Saved entries
——————————

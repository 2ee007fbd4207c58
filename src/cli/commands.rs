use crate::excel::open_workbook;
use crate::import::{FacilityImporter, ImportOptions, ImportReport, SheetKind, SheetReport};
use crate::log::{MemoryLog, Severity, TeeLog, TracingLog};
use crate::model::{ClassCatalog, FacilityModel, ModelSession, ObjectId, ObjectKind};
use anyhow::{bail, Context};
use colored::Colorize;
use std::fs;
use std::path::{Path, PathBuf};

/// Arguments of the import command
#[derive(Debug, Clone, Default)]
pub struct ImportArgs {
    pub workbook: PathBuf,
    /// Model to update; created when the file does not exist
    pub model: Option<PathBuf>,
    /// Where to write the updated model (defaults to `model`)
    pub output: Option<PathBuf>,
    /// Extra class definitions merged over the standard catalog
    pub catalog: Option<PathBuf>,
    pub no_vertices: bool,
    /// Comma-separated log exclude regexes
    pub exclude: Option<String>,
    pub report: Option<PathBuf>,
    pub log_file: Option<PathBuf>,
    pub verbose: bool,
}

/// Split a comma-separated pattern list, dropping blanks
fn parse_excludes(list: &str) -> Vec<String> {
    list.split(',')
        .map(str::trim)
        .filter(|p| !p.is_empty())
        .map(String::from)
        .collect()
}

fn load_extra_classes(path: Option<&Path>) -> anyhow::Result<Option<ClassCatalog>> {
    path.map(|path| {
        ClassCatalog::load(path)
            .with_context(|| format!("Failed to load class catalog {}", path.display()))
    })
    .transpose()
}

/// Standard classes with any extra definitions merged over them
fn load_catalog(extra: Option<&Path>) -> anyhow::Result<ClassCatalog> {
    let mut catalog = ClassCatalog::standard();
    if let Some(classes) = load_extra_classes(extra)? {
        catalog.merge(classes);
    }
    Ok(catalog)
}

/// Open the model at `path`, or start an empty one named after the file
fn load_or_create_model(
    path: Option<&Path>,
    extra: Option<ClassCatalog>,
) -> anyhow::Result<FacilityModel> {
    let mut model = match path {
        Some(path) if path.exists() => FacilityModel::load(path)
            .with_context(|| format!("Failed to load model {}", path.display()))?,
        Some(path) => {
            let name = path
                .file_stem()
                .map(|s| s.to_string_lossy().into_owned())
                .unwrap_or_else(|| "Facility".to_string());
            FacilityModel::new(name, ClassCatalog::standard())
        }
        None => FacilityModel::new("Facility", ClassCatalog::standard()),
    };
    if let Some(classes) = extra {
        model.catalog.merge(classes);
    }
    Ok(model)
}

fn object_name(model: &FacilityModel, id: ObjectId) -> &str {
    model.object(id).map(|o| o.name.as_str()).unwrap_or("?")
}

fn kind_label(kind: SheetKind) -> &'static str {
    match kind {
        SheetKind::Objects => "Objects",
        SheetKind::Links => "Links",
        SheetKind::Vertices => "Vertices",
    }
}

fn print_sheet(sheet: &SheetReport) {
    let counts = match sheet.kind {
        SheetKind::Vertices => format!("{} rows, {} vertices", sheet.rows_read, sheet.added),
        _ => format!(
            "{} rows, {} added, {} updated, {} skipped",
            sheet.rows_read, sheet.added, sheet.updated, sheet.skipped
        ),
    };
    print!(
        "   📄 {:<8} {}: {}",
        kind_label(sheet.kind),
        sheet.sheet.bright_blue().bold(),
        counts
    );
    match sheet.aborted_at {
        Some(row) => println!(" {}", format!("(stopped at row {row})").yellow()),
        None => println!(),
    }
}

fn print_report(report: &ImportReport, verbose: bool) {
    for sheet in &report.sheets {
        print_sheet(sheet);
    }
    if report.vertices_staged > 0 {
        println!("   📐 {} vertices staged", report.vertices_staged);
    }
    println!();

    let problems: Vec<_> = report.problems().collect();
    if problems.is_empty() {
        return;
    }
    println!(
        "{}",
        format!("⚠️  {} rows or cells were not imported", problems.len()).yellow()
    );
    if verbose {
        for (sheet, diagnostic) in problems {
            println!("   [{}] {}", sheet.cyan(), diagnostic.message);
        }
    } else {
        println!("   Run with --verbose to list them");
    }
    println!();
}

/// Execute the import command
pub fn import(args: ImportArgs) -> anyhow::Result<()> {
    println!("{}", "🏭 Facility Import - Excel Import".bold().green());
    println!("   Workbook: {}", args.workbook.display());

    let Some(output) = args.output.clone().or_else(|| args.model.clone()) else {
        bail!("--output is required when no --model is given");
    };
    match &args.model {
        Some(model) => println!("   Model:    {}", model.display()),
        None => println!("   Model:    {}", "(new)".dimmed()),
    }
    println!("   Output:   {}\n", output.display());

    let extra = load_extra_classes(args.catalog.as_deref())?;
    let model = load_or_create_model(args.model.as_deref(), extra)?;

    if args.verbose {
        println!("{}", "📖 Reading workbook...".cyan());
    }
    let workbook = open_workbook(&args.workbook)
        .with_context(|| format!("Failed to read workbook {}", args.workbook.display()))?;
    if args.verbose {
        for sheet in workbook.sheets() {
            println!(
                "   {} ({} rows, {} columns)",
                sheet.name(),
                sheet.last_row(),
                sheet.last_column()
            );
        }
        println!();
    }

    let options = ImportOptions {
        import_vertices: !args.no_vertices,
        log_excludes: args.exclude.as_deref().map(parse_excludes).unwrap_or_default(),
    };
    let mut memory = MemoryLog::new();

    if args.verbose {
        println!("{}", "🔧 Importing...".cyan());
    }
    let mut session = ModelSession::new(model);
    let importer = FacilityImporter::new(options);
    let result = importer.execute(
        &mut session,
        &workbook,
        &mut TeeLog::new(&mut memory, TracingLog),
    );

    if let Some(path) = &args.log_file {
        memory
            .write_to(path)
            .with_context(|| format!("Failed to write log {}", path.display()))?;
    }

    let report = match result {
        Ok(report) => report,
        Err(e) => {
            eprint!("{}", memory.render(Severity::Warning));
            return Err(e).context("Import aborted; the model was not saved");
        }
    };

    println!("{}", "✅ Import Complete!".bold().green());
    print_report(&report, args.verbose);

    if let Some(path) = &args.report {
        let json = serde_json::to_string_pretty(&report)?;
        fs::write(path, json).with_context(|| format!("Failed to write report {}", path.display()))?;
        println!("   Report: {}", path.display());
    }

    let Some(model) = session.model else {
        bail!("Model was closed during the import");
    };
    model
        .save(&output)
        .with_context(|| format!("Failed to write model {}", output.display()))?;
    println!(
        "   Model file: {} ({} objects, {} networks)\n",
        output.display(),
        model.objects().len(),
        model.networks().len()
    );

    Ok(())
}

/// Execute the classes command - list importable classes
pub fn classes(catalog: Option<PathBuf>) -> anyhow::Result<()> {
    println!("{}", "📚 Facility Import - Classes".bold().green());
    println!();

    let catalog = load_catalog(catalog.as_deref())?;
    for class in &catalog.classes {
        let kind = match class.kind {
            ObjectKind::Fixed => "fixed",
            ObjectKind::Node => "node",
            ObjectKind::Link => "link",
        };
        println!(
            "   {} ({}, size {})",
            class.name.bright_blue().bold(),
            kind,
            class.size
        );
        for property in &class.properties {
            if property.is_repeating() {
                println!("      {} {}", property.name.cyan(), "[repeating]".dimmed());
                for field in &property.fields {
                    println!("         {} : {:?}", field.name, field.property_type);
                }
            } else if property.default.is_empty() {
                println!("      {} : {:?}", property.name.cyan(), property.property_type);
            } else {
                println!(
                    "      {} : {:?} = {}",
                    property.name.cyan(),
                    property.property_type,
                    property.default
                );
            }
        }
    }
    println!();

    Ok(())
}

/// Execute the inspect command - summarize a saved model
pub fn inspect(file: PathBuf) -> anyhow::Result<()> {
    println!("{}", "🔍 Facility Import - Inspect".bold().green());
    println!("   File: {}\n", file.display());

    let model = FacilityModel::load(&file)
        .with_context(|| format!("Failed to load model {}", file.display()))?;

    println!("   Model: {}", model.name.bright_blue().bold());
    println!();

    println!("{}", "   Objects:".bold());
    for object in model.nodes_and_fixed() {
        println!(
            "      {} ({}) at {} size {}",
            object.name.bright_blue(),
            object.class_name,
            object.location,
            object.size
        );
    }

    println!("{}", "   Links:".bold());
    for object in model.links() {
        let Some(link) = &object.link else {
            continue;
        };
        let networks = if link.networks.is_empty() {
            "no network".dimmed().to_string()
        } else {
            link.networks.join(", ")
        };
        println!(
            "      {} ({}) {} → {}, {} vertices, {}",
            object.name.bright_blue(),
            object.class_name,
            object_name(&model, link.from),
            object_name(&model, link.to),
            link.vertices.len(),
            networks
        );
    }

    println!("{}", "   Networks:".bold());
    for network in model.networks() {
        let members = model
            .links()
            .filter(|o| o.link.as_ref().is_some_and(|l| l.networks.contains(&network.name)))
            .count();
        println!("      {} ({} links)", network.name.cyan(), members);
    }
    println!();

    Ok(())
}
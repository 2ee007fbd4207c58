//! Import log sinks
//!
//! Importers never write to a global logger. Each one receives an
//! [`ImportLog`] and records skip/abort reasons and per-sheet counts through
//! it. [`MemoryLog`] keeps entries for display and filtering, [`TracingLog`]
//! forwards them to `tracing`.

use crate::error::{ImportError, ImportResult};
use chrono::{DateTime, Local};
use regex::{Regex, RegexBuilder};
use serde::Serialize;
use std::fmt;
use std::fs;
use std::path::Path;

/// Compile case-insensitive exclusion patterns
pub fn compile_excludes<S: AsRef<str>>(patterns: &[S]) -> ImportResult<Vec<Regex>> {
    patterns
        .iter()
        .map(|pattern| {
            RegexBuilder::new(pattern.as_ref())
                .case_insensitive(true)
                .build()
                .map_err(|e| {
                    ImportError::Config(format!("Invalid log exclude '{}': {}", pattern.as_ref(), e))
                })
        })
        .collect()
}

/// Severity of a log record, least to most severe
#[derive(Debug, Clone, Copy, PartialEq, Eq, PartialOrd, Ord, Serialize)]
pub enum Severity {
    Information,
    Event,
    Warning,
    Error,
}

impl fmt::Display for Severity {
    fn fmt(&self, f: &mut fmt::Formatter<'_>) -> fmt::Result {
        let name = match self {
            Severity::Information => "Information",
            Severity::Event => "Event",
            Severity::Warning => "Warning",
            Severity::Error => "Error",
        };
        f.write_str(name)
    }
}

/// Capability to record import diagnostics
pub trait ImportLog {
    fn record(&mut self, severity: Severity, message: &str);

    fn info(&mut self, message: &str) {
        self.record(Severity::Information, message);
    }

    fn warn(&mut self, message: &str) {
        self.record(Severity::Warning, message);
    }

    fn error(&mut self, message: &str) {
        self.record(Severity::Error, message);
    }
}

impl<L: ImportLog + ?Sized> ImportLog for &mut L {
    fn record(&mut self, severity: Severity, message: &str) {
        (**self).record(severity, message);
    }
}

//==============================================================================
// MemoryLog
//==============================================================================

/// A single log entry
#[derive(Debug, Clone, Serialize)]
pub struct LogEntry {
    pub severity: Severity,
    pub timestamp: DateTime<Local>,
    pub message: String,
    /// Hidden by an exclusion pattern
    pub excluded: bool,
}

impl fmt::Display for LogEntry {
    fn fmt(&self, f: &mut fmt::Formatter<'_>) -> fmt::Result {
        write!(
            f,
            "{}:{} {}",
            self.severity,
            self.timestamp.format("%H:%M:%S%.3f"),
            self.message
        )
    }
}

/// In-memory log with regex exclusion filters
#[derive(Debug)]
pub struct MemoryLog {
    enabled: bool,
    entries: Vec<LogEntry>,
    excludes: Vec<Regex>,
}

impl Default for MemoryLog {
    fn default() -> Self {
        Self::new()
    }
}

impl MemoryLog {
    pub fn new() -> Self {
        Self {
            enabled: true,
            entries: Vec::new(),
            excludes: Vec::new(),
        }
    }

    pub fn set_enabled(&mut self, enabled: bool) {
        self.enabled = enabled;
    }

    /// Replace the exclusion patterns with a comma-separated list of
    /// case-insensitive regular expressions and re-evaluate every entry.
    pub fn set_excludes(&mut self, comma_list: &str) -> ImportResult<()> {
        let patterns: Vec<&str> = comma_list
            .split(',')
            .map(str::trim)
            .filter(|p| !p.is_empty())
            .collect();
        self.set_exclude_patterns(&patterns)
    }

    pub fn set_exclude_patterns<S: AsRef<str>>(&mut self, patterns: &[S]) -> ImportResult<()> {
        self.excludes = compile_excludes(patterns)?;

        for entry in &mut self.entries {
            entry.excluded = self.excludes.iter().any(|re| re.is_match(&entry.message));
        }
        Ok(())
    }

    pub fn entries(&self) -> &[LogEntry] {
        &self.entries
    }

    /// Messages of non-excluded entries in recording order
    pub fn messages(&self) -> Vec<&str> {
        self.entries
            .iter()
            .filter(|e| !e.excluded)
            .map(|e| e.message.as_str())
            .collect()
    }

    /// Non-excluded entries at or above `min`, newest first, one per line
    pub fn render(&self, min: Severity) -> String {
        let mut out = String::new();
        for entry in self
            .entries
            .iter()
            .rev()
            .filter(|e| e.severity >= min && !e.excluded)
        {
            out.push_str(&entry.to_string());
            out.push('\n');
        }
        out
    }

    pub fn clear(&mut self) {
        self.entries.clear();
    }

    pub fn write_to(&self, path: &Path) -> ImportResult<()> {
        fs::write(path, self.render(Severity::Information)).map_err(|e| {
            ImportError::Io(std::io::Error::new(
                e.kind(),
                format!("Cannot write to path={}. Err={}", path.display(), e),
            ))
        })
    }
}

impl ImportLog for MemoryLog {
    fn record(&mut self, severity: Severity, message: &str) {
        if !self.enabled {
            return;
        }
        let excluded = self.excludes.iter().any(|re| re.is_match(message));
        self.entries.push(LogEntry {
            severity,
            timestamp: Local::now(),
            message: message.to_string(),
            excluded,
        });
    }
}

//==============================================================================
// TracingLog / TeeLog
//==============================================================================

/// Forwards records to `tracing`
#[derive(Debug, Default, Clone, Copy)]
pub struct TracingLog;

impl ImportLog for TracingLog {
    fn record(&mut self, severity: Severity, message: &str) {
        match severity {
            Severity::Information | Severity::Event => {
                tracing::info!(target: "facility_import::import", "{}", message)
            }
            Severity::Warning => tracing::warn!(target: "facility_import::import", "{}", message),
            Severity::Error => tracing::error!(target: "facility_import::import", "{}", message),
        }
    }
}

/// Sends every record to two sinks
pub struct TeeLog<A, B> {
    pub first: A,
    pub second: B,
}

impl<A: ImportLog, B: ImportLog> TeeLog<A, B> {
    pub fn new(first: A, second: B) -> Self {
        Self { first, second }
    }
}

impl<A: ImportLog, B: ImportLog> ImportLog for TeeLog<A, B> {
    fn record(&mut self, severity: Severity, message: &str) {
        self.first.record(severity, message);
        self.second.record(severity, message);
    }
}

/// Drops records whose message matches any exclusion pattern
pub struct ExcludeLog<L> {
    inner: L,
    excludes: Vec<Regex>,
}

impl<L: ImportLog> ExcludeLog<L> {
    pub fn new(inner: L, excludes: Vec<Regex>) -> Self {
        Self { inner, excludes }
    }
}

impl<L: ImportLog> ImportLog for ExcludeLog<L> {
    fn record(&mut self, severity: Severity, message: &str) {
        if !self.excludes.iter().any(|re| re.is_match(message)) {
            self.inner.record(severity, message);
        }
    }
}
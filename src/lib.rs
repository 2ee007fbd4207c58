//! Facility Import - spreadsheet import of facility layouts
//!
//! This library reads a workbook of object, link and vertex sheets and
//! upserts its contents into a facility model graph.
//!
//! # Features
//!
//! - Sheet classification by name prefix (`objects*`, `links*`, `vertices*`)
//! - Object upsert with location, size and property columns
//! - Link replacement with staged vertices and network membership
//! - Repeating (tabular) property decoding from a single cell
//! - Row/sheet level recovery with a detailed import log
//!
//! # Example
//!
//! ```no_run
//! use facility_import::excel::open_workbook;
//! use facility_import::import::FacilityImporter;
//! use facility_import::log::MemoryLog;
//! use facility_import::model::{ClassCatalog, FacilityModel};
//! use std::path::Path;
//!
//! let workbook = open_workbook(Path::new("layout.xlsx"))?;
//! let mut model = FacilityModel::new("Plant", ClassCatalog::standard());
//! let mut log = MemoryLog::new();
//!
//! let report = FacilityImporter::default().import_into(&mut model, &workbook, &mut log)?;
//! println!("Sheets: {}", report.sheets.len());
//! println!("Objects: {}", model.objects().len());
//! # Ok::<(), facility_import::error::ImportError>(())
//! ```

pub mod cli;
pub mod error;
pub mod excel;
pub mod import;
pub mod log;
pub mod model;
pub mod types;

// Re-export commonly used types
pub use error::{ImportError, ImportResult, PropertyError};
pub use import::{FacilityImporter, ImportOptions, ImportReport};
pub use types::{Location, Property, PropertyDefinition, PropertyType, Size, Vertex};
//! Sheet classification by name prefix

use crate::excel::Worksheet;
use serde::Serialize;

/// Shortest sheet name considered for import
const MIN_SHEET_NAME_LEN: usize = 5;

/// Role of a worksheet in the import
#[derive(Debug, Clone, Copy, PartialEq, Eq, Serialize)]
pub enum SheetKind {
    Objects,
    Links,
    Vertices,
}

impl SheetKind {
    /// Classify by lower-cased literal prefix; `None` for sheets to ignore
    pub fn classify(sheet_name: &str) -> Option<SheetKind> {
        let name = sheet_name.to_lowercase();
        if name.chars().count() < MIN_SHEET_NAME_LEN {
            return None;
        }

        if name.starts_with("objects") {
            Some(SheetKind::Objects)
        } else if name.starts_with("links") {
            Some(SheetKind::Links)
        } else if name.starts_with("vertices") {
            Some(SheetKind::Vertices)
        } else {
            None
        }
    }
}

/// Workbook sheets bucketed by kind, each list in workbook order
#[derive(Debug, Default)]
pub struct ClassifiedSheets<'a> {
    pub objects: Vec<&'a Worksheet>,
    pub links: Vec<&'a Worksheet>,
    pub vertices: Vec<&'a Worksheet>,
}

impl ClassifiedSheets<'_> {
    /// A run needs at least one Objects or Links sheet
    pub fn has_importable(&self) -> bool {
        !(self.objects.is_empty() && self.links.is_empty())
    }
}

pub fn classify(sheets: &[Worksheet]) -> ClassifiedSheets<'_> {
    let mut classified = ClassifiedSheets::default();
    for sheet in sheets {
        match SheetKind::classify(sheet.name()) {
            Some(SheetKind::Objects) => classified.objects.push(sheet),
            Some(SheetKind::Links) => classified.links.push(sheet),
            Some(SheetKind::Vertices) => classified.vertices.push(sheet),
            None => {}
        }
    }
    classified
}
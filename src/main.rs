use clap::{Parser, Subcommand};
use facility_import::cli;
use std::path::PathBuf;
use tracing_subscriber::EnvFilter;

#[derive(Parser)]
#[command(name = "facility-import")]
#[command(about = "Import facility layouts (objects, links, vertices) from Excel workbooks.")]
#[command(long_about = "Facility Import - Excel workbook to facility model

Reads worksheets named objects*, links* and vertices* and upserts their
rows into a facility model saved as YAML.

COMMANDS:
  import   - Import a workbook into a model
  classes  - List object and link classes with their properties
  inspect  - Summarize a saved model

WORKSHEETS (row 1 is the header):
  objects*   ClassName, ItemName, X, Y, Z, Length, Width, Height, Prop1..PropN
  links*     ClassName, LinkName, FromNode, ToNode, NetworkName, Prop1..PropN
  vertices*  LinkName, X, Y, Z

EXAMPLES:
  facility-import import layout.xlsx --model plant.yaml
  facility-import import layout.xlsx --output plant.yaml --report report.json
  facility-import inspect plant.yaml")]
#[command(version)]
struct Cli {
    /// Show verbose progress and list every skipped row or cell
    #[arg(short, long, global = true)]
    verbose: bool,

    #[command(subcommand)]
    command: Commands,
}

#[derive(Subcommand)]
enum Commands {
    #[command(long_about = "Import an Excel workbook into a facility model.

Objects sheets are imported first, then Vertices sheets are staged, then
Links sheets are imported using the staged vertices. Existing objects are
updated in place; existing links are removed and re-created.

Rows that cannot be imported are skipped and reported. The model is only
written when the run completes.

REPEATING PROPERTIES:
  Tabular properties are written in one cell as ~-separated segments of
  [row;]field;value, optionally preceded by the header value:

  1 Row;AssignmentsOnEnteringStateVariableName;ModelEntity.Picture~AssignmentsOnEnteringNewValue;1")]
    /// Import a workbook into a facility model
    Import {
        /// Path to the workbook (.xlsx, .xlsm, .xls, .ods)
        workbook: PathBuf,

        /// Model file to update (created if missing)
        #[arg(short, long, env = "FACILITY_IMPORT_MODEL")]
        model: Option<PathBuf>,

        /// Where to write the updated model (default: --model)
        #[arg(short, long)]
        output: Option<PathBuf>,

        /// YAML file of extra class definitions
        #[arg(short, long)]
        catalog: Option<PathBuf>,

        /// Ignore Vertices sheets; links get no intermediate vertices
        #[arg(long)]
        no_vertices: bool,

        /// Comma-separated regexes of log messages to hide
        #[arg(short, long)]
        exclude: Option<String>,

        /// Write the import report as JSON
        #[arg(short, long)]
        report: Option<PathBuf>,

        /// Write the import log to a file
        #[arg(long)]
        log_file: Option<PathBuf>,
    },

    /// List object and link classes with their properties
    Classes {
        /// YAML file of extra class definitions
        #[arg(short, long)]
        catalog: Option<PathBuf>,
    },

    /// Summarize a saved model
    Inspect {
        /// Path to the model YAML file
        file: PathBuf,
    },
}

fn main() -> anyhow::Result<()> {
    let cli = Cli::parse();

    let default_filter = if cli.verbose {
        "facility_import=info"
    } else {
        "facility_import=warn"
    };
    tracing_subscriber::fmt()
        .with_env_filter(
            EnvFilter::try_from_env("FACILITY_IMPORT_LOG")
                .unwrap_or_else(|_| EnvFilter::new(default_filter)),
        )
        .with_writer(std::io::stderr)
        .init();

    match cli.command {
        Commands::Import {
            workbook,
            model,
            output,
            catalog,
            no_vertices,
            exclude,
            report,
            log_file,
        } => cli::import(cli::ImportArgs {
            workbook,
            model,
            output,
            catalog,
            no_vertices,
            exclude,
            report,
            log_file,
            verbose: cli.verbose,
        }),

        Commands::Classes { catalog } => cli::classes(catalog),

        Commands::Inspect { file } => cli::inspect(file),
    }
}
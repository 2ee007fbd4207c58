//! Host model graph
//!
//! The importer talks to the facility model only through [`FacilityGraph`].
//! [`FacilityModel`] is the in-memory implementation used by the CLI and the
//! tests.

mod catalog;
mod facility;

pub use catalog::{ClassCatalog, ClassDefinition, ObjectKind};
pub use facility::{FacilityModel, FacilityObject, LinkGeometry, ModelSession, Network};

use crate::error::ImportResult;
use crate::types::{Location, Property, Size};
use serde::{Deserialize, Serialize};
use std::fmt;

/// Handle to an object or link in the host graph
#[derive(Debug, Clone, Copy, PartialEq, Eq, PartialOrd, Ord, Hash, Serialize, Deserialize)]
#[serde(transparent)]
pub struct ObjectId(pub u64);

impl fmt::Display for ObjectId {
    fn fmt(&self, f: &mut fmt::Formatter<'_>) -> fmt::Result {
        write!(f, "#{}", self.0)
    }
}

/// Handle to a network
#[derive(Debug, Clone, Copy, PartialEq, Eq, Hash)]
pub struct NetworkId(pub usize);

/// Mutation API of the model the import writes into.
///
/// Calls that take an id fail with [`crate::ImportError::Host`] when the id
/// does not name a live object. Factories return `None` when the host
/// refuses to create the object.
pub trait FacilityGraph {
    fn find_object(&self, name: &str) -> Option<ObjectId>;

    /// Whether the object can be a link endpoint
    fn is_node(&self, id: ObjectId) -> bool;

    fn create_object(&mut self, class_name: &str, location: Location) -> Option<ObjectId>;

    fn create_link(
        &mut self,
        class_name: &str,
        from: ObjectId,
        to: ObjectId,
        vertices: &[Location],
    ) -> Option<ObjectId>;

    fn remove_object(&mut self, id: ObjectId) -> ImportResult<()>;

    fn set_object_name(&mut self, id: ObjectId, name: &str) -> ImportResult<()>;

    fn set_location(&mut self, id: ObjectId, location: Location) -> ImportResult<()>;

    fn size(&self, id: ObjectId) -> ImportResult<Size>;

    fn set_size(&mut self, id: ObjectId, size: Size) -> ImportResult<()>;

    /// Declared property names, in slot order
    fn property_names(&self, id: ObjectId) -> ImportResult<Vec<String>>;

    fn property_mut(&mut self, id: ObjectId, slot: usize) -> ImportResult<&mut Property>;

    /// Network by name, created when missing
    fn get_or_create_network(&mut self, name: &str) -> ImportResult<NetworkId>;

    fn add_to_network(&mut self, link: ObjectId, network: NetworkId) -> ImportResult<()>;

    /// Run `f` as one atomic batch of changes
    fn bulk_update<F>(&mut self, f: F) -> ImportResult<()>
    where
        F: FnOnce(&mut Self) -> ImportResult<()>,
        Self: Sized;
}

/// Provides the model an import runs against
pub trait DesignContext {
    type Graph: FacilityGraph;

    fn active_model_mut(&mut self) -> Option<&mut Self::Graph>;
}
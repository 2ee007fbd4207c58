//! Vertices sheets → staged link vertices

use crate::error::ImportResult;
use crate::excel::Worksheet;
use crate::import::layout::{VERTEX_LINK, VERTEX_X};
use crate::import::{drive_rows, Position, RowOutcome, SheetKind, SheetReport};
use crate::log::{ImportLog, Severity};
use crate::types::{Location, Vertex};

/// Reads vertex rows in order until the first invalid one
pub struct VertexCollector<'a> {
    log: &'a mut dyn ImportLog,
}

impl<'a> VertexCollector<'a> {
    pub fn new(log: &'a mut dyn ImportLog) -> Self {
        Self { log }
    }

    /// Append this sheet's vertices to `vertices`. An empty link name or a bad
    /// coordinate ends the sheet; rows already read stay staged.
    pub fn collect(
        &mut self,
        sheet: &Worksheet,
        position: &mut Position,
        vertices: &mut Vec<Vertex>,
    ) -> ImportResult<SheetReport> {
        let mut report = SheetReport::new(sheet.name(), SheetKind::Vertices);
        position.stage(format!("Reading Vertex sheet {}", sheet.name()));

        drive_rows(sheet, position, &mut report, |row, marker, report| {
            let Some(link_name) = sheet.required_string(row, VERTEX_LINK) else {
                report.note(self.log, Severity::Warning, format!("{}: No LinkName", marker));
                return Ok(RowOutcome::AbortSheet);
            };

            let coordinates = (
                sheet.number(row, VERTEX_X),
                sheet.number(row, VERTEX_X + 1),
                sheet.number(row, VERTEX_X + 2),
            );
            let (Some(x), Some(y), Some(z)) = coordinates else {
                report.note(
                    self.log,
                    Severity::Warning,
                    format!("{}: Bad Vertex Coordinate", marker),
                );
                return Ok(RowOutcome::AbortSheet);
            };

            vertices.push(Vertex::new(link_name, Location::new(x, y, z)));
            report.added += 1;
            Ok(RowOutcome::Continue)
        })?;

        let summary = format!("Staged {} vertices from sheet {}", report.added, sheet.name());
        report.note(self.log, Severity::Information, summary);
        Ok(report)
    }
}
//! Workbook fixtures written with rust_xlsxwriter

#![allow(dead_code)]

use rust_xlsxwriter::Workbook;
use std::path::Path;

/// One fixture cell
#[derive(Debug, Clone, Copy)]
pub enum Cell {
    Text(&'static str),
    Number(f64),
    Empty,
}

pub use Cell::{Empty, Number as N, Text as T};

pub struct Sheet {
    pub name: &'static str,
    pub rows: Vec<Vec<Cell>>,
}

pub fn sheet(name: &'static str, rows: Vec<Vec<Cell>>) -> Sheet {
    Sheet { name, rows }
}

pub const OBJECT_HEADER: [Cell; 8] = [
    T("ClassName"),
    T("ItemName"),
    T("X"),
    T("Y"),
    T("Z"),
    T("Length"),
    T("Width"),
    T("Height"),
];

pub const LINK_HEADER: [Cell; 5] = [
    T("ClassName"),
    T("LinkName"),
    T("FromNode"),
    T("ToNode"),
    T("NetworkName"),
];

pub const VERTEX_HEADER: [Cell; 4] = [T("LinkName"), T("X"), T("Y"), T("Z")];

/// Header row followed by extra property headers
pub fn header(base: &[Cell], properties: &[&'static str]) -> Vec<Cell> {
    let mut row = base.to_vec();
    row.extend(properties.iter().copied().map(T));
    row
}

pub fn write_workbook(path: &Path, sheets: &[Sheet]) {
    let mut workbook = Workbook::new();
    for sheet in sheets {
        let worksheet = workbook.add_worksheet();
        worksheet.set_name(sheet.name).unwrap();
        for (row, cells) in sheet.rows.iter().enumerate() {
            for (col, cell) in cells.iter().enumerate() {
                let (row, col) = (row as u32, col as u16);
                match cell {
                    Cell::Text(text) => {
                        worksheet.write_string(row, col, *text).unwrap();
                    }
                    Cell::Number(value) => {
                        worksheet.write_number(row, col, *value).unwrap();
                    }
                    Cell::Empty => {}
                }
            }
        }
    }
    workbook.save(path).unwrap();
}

——————————

__Task requirements__. Only the count is needed: the number of lines in the data that include the word "return".

__Answer section__. 7